An ounce-force is 1/16 of a pound-force, or about 1/16 lbf. It is defined as the force exerted by a mass of one avoirdupois ounce under standard gravity (at sea level, its weight).

The "ounce" in "ounce-force" is equivalent to an avoirdupois ounce; ounce-force is a measurement of force using avoirdupois ounces. It is customarily not identified or differentiated. The term has limited use in engineering calculations to simplify unit conversions between mass, force, and acceleration systems of calculations.

==Fluid ounce==

A fluid ounce (abbreviated fl oz, fl. oz. or oz. fl.) is a unit of volume. An imperial fluid ounce is defined in British law as exactly 28.4130625 millilitres, while a US customary fluid ounce is exactly 29.5735295625 mL, and a US food labelling fluid ounce is 30 mL. The fluid ounce is sometimes referred to simply as an "ounce" in contexts where its use is implicit, such as bartending.

== Other uses ==

=== Fabric weight ===
Ounces are also used to express the "weight", or more accurately the areal density, of a textile fabric in North America, Asia, or the UK, as in "16 oz denim". The number refers to the weight in ounces of a given amount of fabric, either a yard of a given width, or a square yard, where the depth of the fabric is a fabric-specific constant.

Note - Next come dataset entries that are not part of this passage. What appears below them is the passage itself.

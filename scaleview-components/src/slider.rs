//! A scale slider whose cursor is anchored to the first and last tick
//! segments.
//!
//! ## Usage
//!
//! Feed layout results through [`ScaleSlider::on_layout_changed`] and pointer
//! input through the `on_pointer_*` methods (or
//! [`ScaleSlider::handle_pointer_event`]). The slider reports where its cursor
//! should be drawn and which value the label should show through the
//! callbacks registered at construction.
//!
//! ```
//! use scaleview_components::slider::{GeometrySnapshot, ScaleSlider, ScaleSliderArgs};
//! use scaleview_ui::Px;
//!
//! let mut slider = ScaleSlider::new(ScaleSliderArgs::default())
//!     .expect("default args are valid")
//!     .on_progress_changed(|value| println!("progress: {value:?}"));
//!
//! slider.on_layout_changed(GeometrySnapshot::evenly_spaced(Px(330.0), Px(8.0), 11));
//! assert_eq!(slider.cursor_x(), Px(11.0));
//!
//! slider.on_pointer_down(Px(20.0));
//! slider.on_pointer_move(Px(161.0));
//! slider.on_pointer_up(Px(161.0));
//! assert_eq!(slider.progress(), Some(10));
//! ```
use derive_setters::Setters;
use scaleview_ui::{CallbackWith, Dp, PointerEvent, PointerEventContent, PointerState, Px};
use thiserror::Error;
use tracing::debug;

use interaction::{cancel, drag_to, release, settle_after_layout, start_drag};

pub use bounds::{cursor_max_x, cursor_min_x};
pub use clamp::{Bound, clamp, is_out_of_bound, violated_bound, within_follow_zone};
pub use interaction::{DragSession, DragState};
pub use layout::{
    GeometrySnapshot, SegmentAnchors, SegmentBounds, TickMark, segment_row, tick_marks,
};
pub use progress::progress_for;

mod bounds;
mod clamp;
mod interaction;
mod layout;
mod progress;

const DEFAULT_SEGMENT_COUNT: usize = 11;
const DEFAULT_PROGRESS_MIN: i32 = 0;
const DEFAULT_PROGRESS_MAX: i32 = 20;
const DEFAULT_TOUCH_SLOP: Dp = Dp(8.0);
const DEFAULT_CURSOR_WIDTH: Dp = Dp(8.0);
const DEFAULT_CURSOR_HEIGHT: Dp = Dp(32.0);

/// Rejected slider configuration.
#[derive(Debug, Clone, PartialEq, Error)]
pub enum ScaleSliderError {
    /// A scale needs a first and a last segment to anchor to.
    #[error("a scale needs at least 2 segments, got {0}")]
    TooFewSegments(usize),
    /// `progress_max` must be strictly greater than `progress_min`.
    #[error("progress range is empty: min {min} is not below max {max}")]
    EmptyProgressRange {
        /// Configured minimum.
        min: i32,
        /// Configured maximum.
        max: i32,
    },
    /// The density must be a finite positive number.
    #[error("scale factor must be finite and positive, got {0}")]
    InvalidScaleFactor(f64),
    /// A size in dp was negative or not finite.
    #[error("{name} must be finite and non-negative, got {value}dp")]
    InvalidDimension {
        /// Which argument was rejected.
        name: &'static str,
        /// The rejected value.
        value: f64,
    },
}

/// Arguments for [`ScaleSlider`].
#[derive(Debug, Clone, PartialEq, Setters)]
#[cfg_attr(feature = "serde", derive(serde::Serialize, serde::Deserialize))]
#[cfg_attr(feature = "serde", serde(default))]
pub struct ScaleSliderArgs {
    /// Number of tick segments. The cursor travels between the centers of the
    /// first and the last one.
    pub segment_count: usize,
    /// Value reported with the cursor over the first segment.
    pub progress_min: i32,
    /// Upper end of the reported range.
    pub progress_max: i32,
    /// Pointer travel from touch-down below which moves are ignored.
    #[setters(into)]
    pub touch_slop: Dp,
    /// Width of the cursor box.
    #[setters(into)]
    pub cursor_width: Dp,
    /// Height of the cursor box. Only reported back to the host.
    #[setters(into)]
    pub cursor_height: Dp,
    /// Physical pixels per dp on the hosting surface.
    pub scale_factor: f64,
}

impl Default for ScaleSliderArgs {
    fn default() -> Self {
        Self {
            segment_count: DEFAULT_SEGMENT_COUNT,
            progress_min: DEFAULT_PROGRESS_MIN,
            progress_max: DEFAULT_PROGRESS_MAX,
            touch_slop: DEFAULT_TOUCH_SLOP,
            cursor_width: DEFAULT_CURSOR_WIDTH,
            cursor_height: DEFAULT_CURSOR_HEIGHT,
            scale_factor: 1.0,
        }
    }
}

/// When a committed cursor position reports the value.
#[derive(Debug, Clone, Copy, PartialEq, Eq)]
enum Emit {
    /// Pointer input: every committed move or release.
    Always,
    /// Layout: only if the cursor moved or the value changed.
    OnChange,
}

/// Validated segment count and value range.
#[derive(Debug, Clone, Copy, PartialEq, Eq)]
pub struct Scale {
    segment_count: usize,
    progress_min: i32,
    progress_max: i32,
}

impl Scale {
    /// Validates a scale.
    pub fn new(
        segment_count: usize,
        progress_min: i32,
        progress_max: i32,
    ) -> Result<Self, ScaleSliderError> {
        if segment_count < 2 {
            return Err(ScaleSliderError::TooFewSegments(segment_count));
        }
        if progress_max <= progress_min {
            return Err(ScaleSliderError::EmptyProgressRange {
                min: progress_min,
                max: progress_max,
            });
        }
        Ok(Self {
            segment_count,
            progress_min,
            progress_max,
        })
    }

    /// Number of tick segments.
    pub fn segment_count(&self) -> usize {
        self.segment_count
    }

    /// Lower end of the value range.
    pub fn progress_min(&self) -> i32 {
        self.progress_min
    }

    /// Upper end of the value range.
    pub fn progress_max(&self) -> i32 {
        self.progress_max
    }

    /// Scale value at the center of segment `index`, linearly spread so the
    /// first segment shows `progress_min` and the last `progress_max`.
    pub fn value_at_segment(&self, index: usize) -> i32 {
        let last = (self.segment_count - 1) as i64;
        let index = (index as i64).min(last);
        let range = i64::from(self.progress_max) - i64::from(self.progress_min);
        (i64::from(self.progress_min) + range * index / last) as i32
    }
}

/// The drag engine of a scale slider.
///
/// Owns the cursor position and the gesture state. Geometry is supplied by
/// the host's layout pass and replaced wholesale on every change.
#[derive(Debug)]
pub struct ScaleSlider {
    scale: Scale,
    touch_slop: Px,
    cursor_width: Px,
    cursor_height: Px,
    geometry: GeometrySnapshot,
    cursor_x: Px,
    drag: DragState,
    reported_progress: Option<i32>,
    on_cursor_position_changed: CallbackWith<Px>,
    on_progress_changed: CallbackWith<Option<i32>>,
}

impl ScaleSlider {
    /// Creates a slider, rejecting malformed arguments.
    pub fn new(args: ScaleSliderArgs) -> Result<Self, ScaleSliderError> {
        let scale = Scale::new(args.segment_count, args.progress_min, args.progress_max)?;
        if !args.scale_factor.is_finite() || args.scale_factor <= 0.0 {
            return Err(ScaleSliderError::InvalidScaleFactor(args.scale_factor));
        }
        for (name, value) in [
            ("touch_slop", args.touch_slop),
            ("cursor_width", args.cursor_width),
            ("cursor_height", args.cursor_height),
        ] {
            if !value.0.is_finite() || value.0 < 0.0 {
                return Err(ScaleSliderError::InvalidDimension {
                    name,
                    value: value.0,
                });
            }
        }

        Ok(Self {
            scale,
            touch_slop: args.touch_slop.to_px(args.scale_factor),
            cursor_width: args.cursor_width.to_px(args.scale_factor),
            cursor_height: args.cursor_height.to_px(args.scale_factor),
            geometry: GeometrySnapshot::EMPTY,
            cursor_x: Px::ZERO,
            drag: DragState::Idle,
            reported_progress: None,
            on_cursor_position_changed: CallbackWith::default(),
            on_progress_changed: CallbackWith::default(),
        })
    }

    /// Sets the handler told where to draw the cursor's left edge.
    pub fn on_cursor_position_changed<F>(mut self, handler: F) -> Self
    where
        F: Fn(Px) + Send + Sync + 'static,
    {
        self.on_cursor_position_changed = CallbackWith::new(handler);
        self
    }

    /// Sets the handler told which value the label should show. `None` means
    /// the value is unknown and the label should be left alone.
    pub fn on_progress_changed<F>(mut self, handler: F) -> Self
    where
        F: Fn(Option<i32>) + Send + Sync + 'static,
    {
        self.on_progress_changed = CallbackWith::new(handler);
        self
    }

    /// Sets the progress handler using a shared callback.
    pub fn on_progress_changed_shared(
        mut self,
        handler: impl Into<CallbackWith<Option<i32>>>,
    ) -> Self {
        self.on_progress_changed = handler.into();
        self
    }

    /// The validated scale.
    pub fn scale(&self) -> &Scale {
        &self.scale
    }

    /// Current cursor left edge.
    pub fn cursor_x(&self) -> Px {
        self.cursor_x
    }

    /// Cursor box size in physical pixels, for the layout collaborator.
    pub fn cursor_size(&self) -> (Px, Px) {
        (self.cursor_width, self.cursor_height)
    }

    /// Touch slop in physical pixels.
    pub fn touch_slop(&self) -> Px {
        self.touch_slop
    }

    /// The geometry currently in effect.
    pub fn geometry(&self) -> &GeometrySnapshot {
        &self.geometry
    }

    /// Gesture state.
    pub fn drag_state(&self) -> &DragState {
        &self.drag
    }

    /// Returns whether a gesture is in progress.
    pub fn is_dragging(&self) -> bool {
        self.drag.is_dragging()
    }

    /// Smallest cursor x for the current geometry.
    pub fn min_x(&self) -> Px {
        cursor_min_x(&self.geometry)
    }

    /// Largest cursor x for the current geometry.
    pub fn max_x(&self) -> Px {
        cursor_max_x(&self.geometry)
    }

    /// Value for the current cursor position, recomputed from the latest
    /// geometry.
    pub fn progress(&self) -> Option<i32> {
        progress_for(self.cursor_x, &self.geometry, &self.scale)
    }

    /// Left edge for a label of `label_width` centred over the cursor.
    pub fn label_x(&self, label_width: Px) -> Px {
        self.cursor_x + self.geometry.cursor_width.half() - label_width.half()
    }

    /// Geometry for an evenly spaced row of this slider's segments in a
    /// container of `container_width`, using the configured cursor width.
    pub fn evenly_spaced_geometry(&self, container_width: Px) -> GeometrySnapshot {
        GeometrySnapshot::evenly_spaced(
            container_width,
            self.cursor_width,
            self.scale.segment_count,
        )
    }

    /// Tick marks for this slider's scale.
    pub fn tick_marks(&self) -> Vec<TickMark> {
        tick_marks(&self.scale)
    }

    /// Replaces the geometry and snaps a cursor left outside the new bounds.
    /// Reports only if the cursor moved or the value changed.
    #[tracing::instrument(level = "trace", skip(self))]
    pub fn on_layout_changed(&mut self, geometry: GeometrySnapshot) {
        self.geometry = geometry;
        let settled = settle_after_layout(self.cursor_x, &self.geometry);
        self.commit(settled, Emit::OnChange);
    }

    /// Starts a gesture. The cursor does not move until the pointer travels
    /// past the touch slop.
    pub fn on_pointer_down(&mut self, x: Px) {
        debug!("Drag started at {x}");
        start_drag(&mut self.drag, x);
    }

    /// Drags the cursor. Ignored without a gesture or within the slop.
    /// A move past the slop always reports the value, even if the cursor is
    /// held at a bound or the pointer left the follow zone.
    pub fn on_pointer_move(&mut self, x: Px) {
        if let Some(next) = drag_to(
            &mut self.drag,
            x,
            self.cursor_x,
            &self.geometry,
            self.touch_slop,
        ) {
            self.commit(next, Emit::Always);
        }
    }

    /// Ends the gesture, moving the cursor to the clamped release position.
    pub fn on_pointer_up(&mut self, x: Px) {
        if let Some(next) = release(&mut self.drag, x, self.cursor_x, &self.geometry) {
            debug!("Drag released at {x}; cursor settles at {next}");
            self.commit(next, Emit::Always);
        }
    }

    /// Abandons the gesture and leaves the cursor where it is.
    pub fn on_pointer_cancel(&mut self) {
        if cancel(&mut self.drag) {
            debug!("Drag cancelled; cursor stays at {}", self.cursor_x);
        }
    }

    /// Dispatches a pointer event. Returns `true` if the slider consumed it,
    /// which is the case for every event of a gesture that started here.
    pub fn handle_pointer_event(&mut self, event: &PointerEvent) -> bool {
        let consumed = match event.content {
            PointerEventContent::Pressed(_) => true,
            _ => self.drag.is_dragging(),
        };
        match event.content {
            PointerEventContent::Pressed(x) => self.on_pointer_down(x),
            PointerEventContent::Moved(x) => self.on_pointer_move(x),
            PointerEventContent::Released(x) => self.on_pointer_up(x),
            PointerEventContent::Cancelled => self.on_pointer_cancel(),
        }
        consumed
    }

    /// Drains `pointer` and handles its events in order. Returns how many
    /// were consumed.
    pub fn handle_pointer_events(&mut self, pointer: &mut PointerState) -> usize {
        pointer
            .take_events()
            .iter()
            .filter(|event| self.handle_pointer_event(event))
            .count()
    }

    fn commit(&mut self, next_x: Px, emit: Emit) {
        let moved = next_x != self.cursor_x;
        if moved {
            self.cursor_x = next_x;
            self.on_cursor_position_changed.call(next_x);
        }

        let progress = self.progress();
        let changed = moved || progress != self.reported_progress;
        if changed || emit == Emit::Always {
            self.reported_progress = progress;
            self.on_progress_changed.call(progress);
        }
    }
}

| Fabric type | Typical weight in ounces |
|---|---|
| Organza, voile, chiffon | 1–3 |
| Most cottons, wools, silks, muslin, linen | 4–7 |
| Denim, corduroy, twill, velvet | 7–16 |

=== Copper layer thickness of a printed circuit board ===
The most common unit of measure for the copper thickness on a printed circuit board (PCB) is ounces (oz), as in mass. It is the resulting thickness when the mass of copper is pressed flat and spread evenly over a one-square-foot area. 1 oz will roughly equal 34.7 μm.